Others saw or heard of Leslie’s success and wanted him to show them how to implement it in their casinos with their employees. He started his own consulting company and traveled around the country from New York to Hawaii to Washington and more, motivating and teaching others how to replicate his successes which included teaching people to value themselves.
Leslie also worked as a strategic planner on economic development for the WMAT.
Later switching roles, Leslie got into the regulatory side of casinos and became the gaming commissioner for the Sandia Pueblo Tribal Gaming Commission, which is north of Albuquerque.
Following that position he became the executive director of the Tribal Gaming Regulatory Commission for San Felipe Pueblo in Albuquerque.
Returning to casino management, Leslie became the general manager at the Mazatzal Hotel and Casino for the Tonto Apache Tribe in Payson.
His next move took him back to Whiteriver where he was needed by his mother and sister. During that time he acted as general manager for Sunrise for about nine months and then turned his total focus back to care for his mother, still doing consulting work.

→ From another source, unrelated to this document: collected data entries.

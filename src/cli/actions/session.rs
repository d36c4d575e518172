use crate::{cli::globals::GlobalArgs, session::SessionContext};
use anyhow::{Context, Result};
use chrono::{TimeZone, Utc};
use secrecy::SecretString;
use serde_json::{json, Value};
use std::collections::BTreeMap;
use tracing::{info, instrument, warn};

#[derive(Debug)]
pub struct LoginArgs {
    pub username: String,
    pub password: SecretString,
}

/// # Errors
/// Returns an error if the server rejects the login.
#[instrument(skip_all)]
pub async fn login(globals: &GlobalArgs, args: LoginArgs) -> Result<()> {
    let client = globals.client()?;
    let response = client
        .login(&args.username, &args.password)
        .await
        .context("login failed")?;

    info!(state_file = %globals.state_file.display(), "session stored");
    println!(
        "{}",
        json!({
            "ok": response.is_ok(),
            "csrf": response.csrf_token.is_some(),
            "bearer": response.access_token.is_some(),
        })
    );
    Ok(())
}

/// Local state is cleared even when the server call fails.
/// # Errors
/// Returns the server error after clearing local state.
pub async fn logout(globals: &GlobalArgs) -> Result<()> {
    let client = globals.client()?;
    let result = client.logout().await;
    forget_cookies(client.context());
    result.context("logout failed")?;
    Ok(())
}

/// Drops the cookies saved by previous runs.
fn forget_cookies(context: &SessionContext) {
    if let Err(err) = context.durable().remove(&context.config().cookie_jar_key) {
        warn!("Failed to remove persisted cookies: {err}");
    }
}

/// Names of the cookies saved by previous runs; values stay private.
fn saved_cookie_names(context: &SessionContext) -> Vec<String> {
    context
        .durable()
        .get(&context.config().cookie_jar_key)
        .ok()
        .flatten()
        .and_then(|raw| serde_json::from_str::<BTreeMap<String, String>>(&raw).ok())
        .map(|saved| saved.into_keys().collect())
        .unwrap_or_default()
}

/// # Errors
/// Returns an error if the request fails.
pub async fn me(globals: &GlobalArgs) -> Result<()> {
    let client = globals.client()?;
    let user: Value = client.me().await.context("failed to fetch current user")?;
    println!("{}", serde_json::to_string_pretty(&user)?);
    Ok(())
}

/// Prints the stored session state without contacting the server.
/// # Errors
/// Returns an error if the state cannot be rendered.
pub fn status(globals: &GlobalArgs) -> Result<()> {
    let context = globals.context();
    let report = status_report(globals, &context);
    println!("{}", serde_json::to_string_pretty(&report)?);
    Ok(())
}

fn status_report(globals: &GlobalArgs, context: &SessionContext) -> Value {
    let csrf = context.csrf().state().map(|state| {
        json!({
            "header": state.header_name,
            "cookie": state.cookie_name,
            "expires_at": state
                .expires_at
                .and_then(|ms| Utc.timestamp_millis_opt(ms).single())
                .map(|at| at.to_rfc3339()),
        })
    });

    json!({
        "base_url": context.config().api_base_url,
        "state_file": globals.state_file.display().to_string(),
        "csrf": csrf,
        "bearer": context.credentials().has_token(),
        "cookies": saved_cookie_names(context),
        "admin_key": context.admin_key().is_some(),
    })
}
use crate::cli::actions::{request, session, Action};
use anyhow::Result;

/// Execute the provided action.
// Single dispatch point for all CLI actions.
/// # Errors
/// Returns an error if the action fails.
pub async fn execute(action: Action) -> Result<()> {
    match action {
        Action::Login(globals, args) => session::login(&globals, args).await,
        Action::Logout(globals) => session::logout(&globals).await,
        Action::Me(globals) => session::me(&globals).await,
        Action::Status(globals) => session::status(&globals),
        Action::Request(globals, args) => request::execute(&globals, args).await,
    }
}
//! Client wrappers for the backend auth endpoints. Login stores whatever
//! credentials the server hands back; logout always resets local state, even
//! when the server call fails.

use super::{ApiClient, ApiRequest};
use crate::{
    errors::SessionError,
    session::{credentials::Credentials, csrf::CsrfSetOptions},
};
use secrecy::{ExposeSecret, SecretString};
use serde::{de::DeserializeOwned, Deserialize};
use serde_json::json;
use tokio_util::sync::CancellationToken;
use tracing::{info, instrument};

/// Body of a `POST /auth/login` response.
#[derive(Clone, Debug, Default, Deserialize)]
pub struct LoginResponse {
    #[serde(default)]
    pub ok: Option<bool>,
    #[serde(default)]
    pub csrf_token: Option<String>,
    #[serde(default)]
    pub access_token: Option<String>,
}

impl LoginResponse {
    /// A missing `ok` field counts as success; the status code already said 2xx.
    #[must_use]
    pub fn is_ok(&self) -> bool {
        self.ok.unwrap_or(true)
    }
}

impl ApiClient {
    /// Logs in and caches the returned CSRF and bearer tokens.
    /// A 401 here is a rejected login, so no refresh is attempted.
    /// # Errors
    /// Returns the classified error when the server rejects the login.
    #[instrument(skip_all, fields(username = %username))]
    pub async fn login(
        &self,
        username: &str,
        password: &SecretString,
    ) -> Result<LoginResponse, SessionError> {
        let payload = json!({
            "username": username,
            "password": password.expose_secret(),
        });
        let request = ApiRequest::post(self.context.config().login_path.clone())
            .json_value(payload)
            .without_retry();

        let response = self.execute(request).await?;
        let login: LoginResponse = response.json::<Option<LoginResponse>>()?.unwrap_or_default();

        if let Some(token) = login.csrf_token.as_deref() {
            self.context.csrf().set(token, CsrfSetOptions::default());
        }
        if let Some(token) = login.access_token.as_deref() {
            self.context.credentials().replace(Credentials::bearer(token));
        }
        info!(ok = login.is_ok(), "login completed");
        Ok(login)
    }

    /// Logs out on the server and resets local session state.
    /// # Errors
    /// Returns the server error, after local state has been reset anyway.
    #[instrument(skip_all)]
    pub async fn logout(&self) -> Result<(), SessionError> {
        let request = ApiRequest::post(self.context.config().logout_path.clone()).without_retry();
        let result = self.execute(request).await.map(|_| ());
        self.context.reset();
        result
    }

    /// Fetches the current user.
    /// # Errors
    /// See [`ApiClient::execute`].
    pub async fn me<T: DeserializeOwned>(&self) -> Result<T, SessionError> {
        let path = self.context.config().me_path.clone();
        self.get_json(&path).await
    }

    /// Runs one refresh round-trip outside the 401 flow, e.g. at startup.
    /// # Errors
    /// Returns the refresh endpoint's error without touching session state.
    pub async fn refresh(&self, cancel: Option<CancellationToken>) -> Result<(), SessionError> {
        self.refresh_round_trip(&cancel.unwrap_or_default()).await
    }
}
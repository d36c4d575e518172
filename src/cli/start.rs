use crate::cli::{actions::Action, commands, dispatch::handler};
use anyhow::Result;
use tracing_subscriber::{fmt, layer::SubscriberExt, EnvFilter, Registry};

/// Start the CLI
/// # Errors
/// Returns an error if logging cannot be initialized or the arguments are invalid.
pub fn start() -> Result<Action> {
    let matches = commands::new().get_matches();

    let verbosity_level = match matches.get_one::<u8>(commands::ARG_VERBOSITY).map_or(0, |&v| v) {
        0 => tracing::Level::ERROR,
        1 => tracing::Level::WARN,
        2 => tracing::Level::INFO,
        3 => tracing::Level::DEBUG,
        _ => tracing::Level::TRACE,
    };

    let fmt_layer = fmt::layer()
        .with_writer(std::io::stderr)
        .with_file(true)
        .with_line_number(true)
        .with_target(false);

    // RUST_LOG=
    let env_filter = EnvFilter::builder()
        .with_default_directive(verbosity_level.into())
        .from_env_lossy();

    let subscriber = Registry::default().with(fmt_layer).with(env_filter);

    tracing::subscriber::set_global_default(subscriber)?;

    let action = handler(&matches)?;

    Ok(action)
}
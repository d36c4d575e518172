use super::{KeyValueStore, StorageError};
use std::{
    collections::BTreeMap,
    fs::{self, File},
    io::{ErrorKind, Write},
    path::{Path, PathBuf},
    sync::{Mutex, PoisonError},
};
use tracing::debug;

/// Durable store backed by a single JSON object file.
///
/// Every write rewrites the whole file through a temporary sibling and an
/// atomic rename, so a crash never leaves a half-written file behind.
#[derive(Debug)]
pub struct FileStore {
    path: PathBuf,
    lock: Mutex<()>,
}

impl FileStore {
    #[must_use]
    pub fn new(path: impl Into<PathBuf>) -> Self {
        Self {
            path: path.into(),
            lock: Mutex::new(()),
        }
    }

    #[must_use]
    pub fn path(&self) -> &Path {
        &self.path
    }

    fn load(&self) -> Result<BTreeMap<String, String>, StorageError> {
        match fs::read_to_string(&self.path) {
            Ok(contents) if contents.trim().is_empty() => Ok(BTreeMap::new()),
            Ok(contents) => Ok(serde_json::from_str(&contents)?),
            Err(err) if err.kind() == ErrorKind::NotFound => Ok(BTreeMap::new()),
            Err(err) => Err(err.into()),
        }
    }

    fn save(&self, entries: &BTreeMap<String, String>) -> Result<(), StorageError> {
        if let Some(parent) = self.path.parent().filter(|p| !p.as_os_str().is_empty()) {
            fs::create_dir_all(parent)?;
        }
        let tmp = self.path.with_extension("tmp");
        write_private(&tmp, &serde_json::to_vec_pretty(entries)?)?;
        fs::rename(&tmp, &self.path)?;
        debug!(path = %self.path.display(), entries = entries.len(), "state file written");
        Ok(())
    }

    fn update(
        &self,
        apply: impl FnOnce(&mut BTreeMap<String, String>),
    ) -> Result<(), StorageError> {
        let _guard = self.lock.lock().unwrap_or_else(PoisonError::into_inner);
        // A corrupt file is replaced rather than blocking every future write.
        let mut entries = self.load().unwrap_or_default();
        apply(&mut entries);
        self.save(&entries)
    }
}

/// Writes `contents` to `path`, owner read/write only on unix.
/// The mode is tightened before any bytes land in the file.
fn write_private(path: &Path, contents: &[u8]) -> Result<(), StorageError> {
    let mut file = File::create(path)?;
    #[cfg(unix)]
    {
        use std::os::unix::fs::PermissionsExt;

        file.set_permissions(fs::Permissions::from_mode(0o600))?;
    }
    file.write_all(contents)?;
    file.sync_all()?;
    Ok(())
}

impl KeyValueStore for FileStore {
    fn get(&self, key: &str) -> Result<Option<String>, StorageError> {
        let _guard = self.lock.lock().unwrap_or_else(PoisonError::into_inner);
        Ok(self.load()?.remove(key))
    }

    fn set(&self, key: &str, value: &str) -> Result<(), StorageError> {
        self.update(|entries| {
            entries.insert(key.to_string(), value.to_string());
        })
    }

    fn remove(&self, key: &str) -> Result<(), StorageError> {
        self.update(|entries| {
            entries.remove(key);
        })
    }
}
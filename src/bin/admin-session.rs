use admin_session::cli::start;
use anyhow::Result;

#[tokio::main]
async fn main() -> Result<()> {
    let action = start()?;

    action.execute().await?;

    Ok(())
}
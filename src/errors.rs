use reqwest::StatusCode;
use std::{collections::BTreeMap, fmt};
use thiserror::Error;

/// Failure taxonomy used to decide local side effects.
#[derive(Clone, Copy, Debug, PartialEq, Eq)]
pub enum ErrorKind {
    /// 401, or 403 carrying the `missing_token` marker.
    AuthLost,
    /// 403 with a CSRF-family code.
    CsrfRejected,
    /// 429 that could not be recovered by the single bounded retry.
    RateLimited,
    /// Any other 403 with a server-provided message.
    Forbidden,
    Generic,
}

/// Structured error for a non-2xx API response.
#[derive(Clone, Debug)]
pub struct ApiError {
    pub status: u16,
    pub code: Option<String>,
    pub retry_after_seconds: Option<u64>,
    pub message: String,
    pub raw_body: Option<String>,
    pub headers: BTreeMap<String, String>,
    pub kind: ErrorKind,
}

impl ApiError {
    #[must_use]
    pub fn status_code(&self) -> Option<StatusCode> {
        StatusCode::from_u16(self.status).ok()
    }

    #[must_use]
    pub fn header(&self, name: &str) -> Option<&str> {
        self.headers
            .get(&name.to_ascii_lowercase())
            .map(String::as_str)
    }
}

impl fmt::Display for ApiError {
    fn fmt(&self, formatter: &mut fmt::Formatter<'_>) -> fmt::Result {
        match &self.code {
            Some(code) => write!(
                formatter,
                "Request failed ({}, {code}): {}",
                self.status, self.message
            ),
            None => write!(formatter, "Request failed ({}): {}", self.status, self.message),
        }
    }
}

impl std::error::Error for ApiError {}

#[derive(Debug, Error)]
pub enum SessionError {
    #[error(transparent)]
    Api(#[from] ApiError),
    #[error("Invalid request: {0}")]
    InvalidRequest(String),
    #[error("Request cancelled")]
    Cancelled,
    #[error("Network error: {0}")]
    Network(String),
    #[error("Timeout: {0}")]
    Timeout(String),
    #[error("Response error: {0}")]
    Parse(String),
    #[error("Request error: {0}")]
    Serialization(String),
    #[error("Config error: {0}")]
    Config(String),
}

impl SessionError {
    /// Taxonomy of the failure; transport and caller errors are `Generic`.
    #[must_use]
    pub fn kind(&self) -> ErrorKind {
        match self {
            Self::Api(err) => err.kind,
            _ => ErrorKind::Generic,
        }
    }

    #[must_use]
    pub fn api(&self) -> Option<&ApiError> {
        match self {
            Self::Api(err) => Some(err),
            _ => None,
        }
    }

    #[must_use]
    pub fn status(&self) -> Option<u16> {
        self.api().map(|err| err.status)
    }

    #[must_use]
    pub fn code(&self) -> Option<&str> {
        self.api().and_then(|err| err.code.as_deref())
    }
}
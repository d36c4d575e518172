use clap::{builder::ValueParser, Arg, Command};

pub const ARG_VERBOSITY: &str = "verbosity";

#[must_use]
pub fn validator_log_level() -> ValueParser {
    ValueParser::from(move |level: &str| -> std::result::Result<u8, String> {
        if let Ok(parsed) = level.parse::<u8>() {
            if parsed <= 5 {
                return Ok(parsed);
            }
        }

        match level.to_lowercase().as_str() {
            "error" => Ok(0),
            "warn" => Ok(1),
            "info" => Ok(2),
            "debug" => Ok(3),
            "trace" => Ok(4),
            _ => Err("invalid log level".to_string()),
        }
    })
}

#[must_use]
pub fn with_args(command: Command) -> Command {
    command.arg(
        Arg::new(ARG_VERBOSITY)
            .short('v')
            .long("verbose")
            .help("Verbosity level: ERROR, WARN, INFO, DEBUG, TRACE (default: ERROR)")
            .env("ADMIN_SESSION_LOG_LEVEL")
            .global(true)
            .action(clap::ArgAction::Count)
            .value_parser(validator_log_level()),
    )
}
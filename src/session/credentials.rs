//! Bearer access token cache, used when cookie auth is unavailable.
//! Credentials are replaced as a whole; the token is kept as a
//! [`SecretString`] and is never logged.

use crate::storage::KeyValueStore;
use secrecy::{ExposeSecret, SecretString};
use std::sync::{Arc, PoisonError, RwLock};
use tracing::warn;

#[derive(Clone, Debug, Default)]
pub struct Credentials {
    pub access_token: Option<SecretString>,
}

impl Credentials {
    #[must_use]
    pub fn bearer(token: &str) -> Self {
        let token = token.trim();
        Self {
            access_token: (!token.is_empty()).then(|| SecretString::from(token.to_string())),
        }
    }
}

pub struct CredentialStore {
    current: RwLock<Credentials>,
    durable: Arc<dyn KeyValueStore>,
    key: String,
}

impl CredentialStore {
    /// Builds the store and restores a persisted access token, if any.
    pub fn new(durable: Arc<dyn KeyValueStore>, key: &str) -> Self {
        let restored = match durable.get(key) {
            Ok(Some(token)) => Credentials::bearer(&token),
            Ok(None) => Credentials::default(),
            Err(err) => {
                warn!("Failed to read persisted access token: {err}");
                Credentials::default()
            }
        };

        Self {
            current: RwLock::new(restored),
            durable,
            key: key.to_string(),
        }
    }

    #[must_use]
    pub fn get(&self) -> Credentials {
        self.current
            .read()
            .unwrap_or_else(PoisonError::into_inner)
            .clone()
    }

    #[must_use]
    pub fn access_token(&self) -> Option<SecretString> {
        self.get().access_token
    }

    #[must_use]
    pub fn has_token(&self) -> bool {
        self.current
            .read()
            .unwrap_or_else(PoisonError::into_inner)
            .access_token
            .is_some()
    }

    /// Replaces the credentials and persists the token.
    pub fn replace(&self, credentials: Credentials) {
        let result = match &credentials.access_token {
            Some(token) => self.durable.set(&self.key, token.expose_secret()),
            None => self.durable.remove(&self.key),
        };
        if let Err(err) = result {
            warn!("Failed to persist access token: {err}");
        }

        *self.current.write().unwrap_or_else(PoisonError::into_inner) = credentials;
    }

    pub fn clear(&self) {
        self.replace(Credentials::default());
    }
}

#[cfg(test)]
mod tests {
    #![allow(clippy::unwrap_used)]
    use super::*;
    use crate::storage::MemoryStore;

    #[test]
    fn replace_persists_and_clear_removes() {
        let durable = Arc::new(MemoryStore::new());
        let store = CredentialStore::new(durable.clone(), "token");
        assert!(!store.has_token());

        store.replace(Credentials::bearer("abc"));
        assert_eq!(durable.get("token").unwrap().as_deref(), Some("abc"));
        assert_eq!(
            store.access_token().map(|t| t.expose_secret().to_string()),
            Some("abc".to_string())
        );

        let restored = CredentialStore::new(durable.clone(), "token");
        assert!(restored.has_token());

        store.clear();
        assert!(!store.has_token());
        assert_eq!(durable.get("token").unwrap(), None);
    }

    #[test]
    fn blank_bearer_is_no_token() {
        assert!(Credentials::bearer("  ").access_token.is_none());
    }
}
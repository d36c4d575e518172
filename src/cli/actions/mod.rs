pub mod request;
pub mod session;

use crate::cli::globals::GlobalArgs;

// The match over actions lives in `run` so this file stays small.
mod run;

#[derive(Debug)]
pub enum Action {
    Login(GlobalArgs, session::LoginArgs),
    Logout(GlobalArgs),
    Me(GlobalArgs),
    Status(GlobalArgs),
    Request(GlobalArgs, request::Args),
}

impl Action {
    /// Execute the action.
    /// # Errors
    /// Returns an error if the action fails.
    pub async fn execute(self) -> anyhow::Result<()> {
        run::execute(self).await
    }
}
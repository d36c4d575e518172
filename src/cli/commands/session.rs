use clap::{Arg, ArgAction, Command};

pub const ARG_BASE_URL: &str = "base-url";
pub const ARG_STATE_FILE: &str = "state-file";
pub const ARG_ADMIN_KEY: &str = "admin-key";

#[must_use]
pub fn with_args(command: Command) -> Command {
    command
        .arg(
            Arg::new(ARG_BASE_URL)
                .long("base-url")
                .help("API base URL, example: https://api.example.tld")
                .env("ADMIN_SESSION_BASE_URL")
                .global(true)
                .required(true),
        )
        .arg(
            Arg::new(ARG_STATE_FILE)
                .long("state-file")
                .help("File holding the durable session state (default: $HOME/.admin-session.json)")
                .env("ADMIN_SESSION_STATE_FILE")
                .global(true)
                .value_parser(clap::value_parser!(std::path::PathBuf)),
        )
        .arg(
            Arg::new(ARG_ADMIN_KEY)
                .long("admin-key")
                .help("Admin key sent on admin-scoped paths")
                .env("ADMIN_SESSION_ADMIN_KEY")
                .hide_env_values(true)
                .global(true),
        )
}

#[must_use]
pub fn subcommands(command: Command) -> Command {
    command
        .subcommand_required(true)
        .subcommand(
            Command::new("login")
                .about("Sign in and store the returned session tokens")
                .arg(
                    Arg::new("username")
                        .short('u')
                        .long("username")
                        .help("Account name")
                        .env("ADMIN_SESSION_USERNAME")
                        .required(true),
                )
                .arg(
                    Arg::new("password")
                        .long("password")
                        .help("Account password")
                        .env("ADMIN_SESSION_PASSWORD")
                        .hide_env_values(true)
                        .required(true),
                ),
        )
        .subcommand(Command::new("logout").about("Sign out and clear local session state"))
        .subcommand(Command::new("me").about("Show the signed-in user"))
        .subcommand(Command::new("status").about("Show the locally stored session state"))
        .subcommand(
            Command::new("request")
                .about("Send one request through the session layer")
                .arg(
                    Arg::new("method")
                        .help("HTTP method")
                        .required(true)
                        .value_parser(clap::value_parser!(String)),
                )
                .arg(Arg::new("path").help("Request path").required(true))
                .arg(
                    Arg::new("json")
                        .long("json")
                        .help("JSON request body"),
                )
                .arg(
                    Arg::new("data")
                        .long("data")
                        .help("Raw request body"),
                )
                .arg(
                    Arg::new("header")
                        .short('H')
                        .long("header")
                        .help("Extra header, example: 'Accept: text/plain'")
                        .action(ArgAction::Append),
                )
                .arg(
                    Arg::new("if-none-match")
                        .long("if-none-match")
                        .help("Send If-None-Match with this ETag"),
                ),
        )
}
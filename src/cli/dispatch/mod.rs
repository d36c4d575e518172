use crate::cli::{
    actions::{request, session, Action},
    commands::{ARG_ADMIN_KEY, ARG_BASE_URL, ARG_STATE_FILE},
    globals::GlobalArgs,
};
use anyhow::{anyhow, Context, Result};
use reqwest::Method;
use secrecy::SecretString;
use std::path::PathBuf;

/// Maps parsed arguments to the [`Action`] to run.
/// # Errors
/// Returns an error if a required argument is missing or malformed.
pub fn handler(matches: &clap::ArgMatches) -> Result<Action> {
    let globals = global_args(matches)?;

    match matches.subcommand() {
        Some(("login", sub)) => Ok(Action::Login(
            globals,
            session::LoginArgs {
                username: sub
                    .get_one::<String>("username")
                    .cloned()
                    .context("missing required argument: --username")?,
                password: sub
                    .get_one::<String>("password")
                    .map(|password| SecretString::from(password.clone()))
                    .context("missing required argument: --password")?,
            },
        )),
        Some(("logout", _)) => Ok(Action::Logout(globals)),
        Some(("me", _)) => Ok(Action::Me(globals)),
        Some(("status", _)) => Ok(Action::Status(globals)),
        Some(("request", sub)) => Ok(Action::Request(globals, request_args(sub)?)),
        Some((name, _)) => Err(anyhow!("unknown subcommand: {name}")),
        None => Err(anyhow!("missing subcommand")),
    }
}

fn global_args(matches: &clap::ArgMatches) -> Result<GlobalArgs> {
    let base_url = matches
        .get_one::<String>(ARG_BASE_URL)
        .cloned()
        .context("missing required argument: --base-url")?;

    let mut globals = GlobalArgs::new(base_url);
    if let Some(path) = matches.get_one::<PathBuf>(ARG_STATE_FILE) {
        globals.state_file.clone_from(path);
    }
    if let Some(key) = matches.get_one::<String>(ARG_ADMIN_KEY) {
        globals.set_admin_key(SecretString::from(key.clone()));
    }
    Ok(globals)
}

fn request_args(matches: &clap::ArgMatches) -> Result<request::Args> {
    let method = matches
        .get_one::<String>("method")
        .context("missing required argument: <method>")?;
    let method = Method::from_bytes(method.to_uppercase().as_bytes())
        .with_context(|| format!("invalid HTTP method: {method}"))?;

    let json = matches
        .get_one::<String>("json")
        .map(|raw| serde_json::from_str(raw).context("--json is not valid JSON"))
        .transpose()?;

    let headers = matches
        .get_many::<String>("header")
        .into_iter()
        .flatten()
        .map(|raw| parse_header(raw))
        .collect::<Result<Vec<_>>>()?;

    Ok(request::Args {
        method,
        path: matches
            .get_one::<String>("path")
            .cloned()
            .context("missing required argument: <path>")?,
        json,
        data: matches.get_one::<String>("data").cloned(),
        headers,
        if_none_match: matches.get_one::<String>("if-none-match").cloned(),
    })
}

/// Parses `Name: value`.
fn parse_header(raw: &str) -> Result<(String, String)> {
    let (name, value) = raw
        .split_once(':')
        .with_context(|| format!("invalid header, expected 'Name: value': {raw}"))?;
    let name = name.trim();
    if name.is_empty() {
        return Err(anyhow!("invalid header, empty name: {raw}"));
    }
    Ok((name.to_string(), value.trim().to_string()))
}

Leslie has served on many boards, has worked with youth and seems to have the Midas touch when it comes to interacting with people on all levels.
A popular slogan in an advertisement years ago featured Wall Street’s E.F. Hutton. It stated, “When E.F. Hutton speaks, America listens.” That is pretty much the way it is with Leslie.
Looking back on his answer to the grade school teacher about working for a multi-million dollar organization, it came to pass just like he affirmed; getting an education also came to pass, just like he affirmed, and traveling all over the country and someone else footing the bill for his travels also came to pass, just like he affirmed.
While in his role as general manager at Hon-Dah, Leslie often said, “Community means come in unity.”
That comment alone validates that he has always recognized that “there is no I in team,” and that it “takes a village.”
Whether Leslie is given the opportunity to extend his interim contract at Sunrise, or goes somewhere else, the boy who did not make straight A’s, and was told to sit down and behave in school, has certainly made an impact on all the communities where he has served. Most certainly, he has always left a place better than he found it.
If you didn’t know him before, I am glad I could introduce you to Roger Leslie — a real can-do-it kind of guy.
Author Mitch Albom said, “... there are no random acts, that we are all connected. That you can no more separate one life from another than you can separate a breeze from the wind.” That being the case, here in the White Mountains there are people you need to meet, and places you need to know about it. And, on the last Friday of each month, I will connect you with some of those as I go ’Round the Mountain.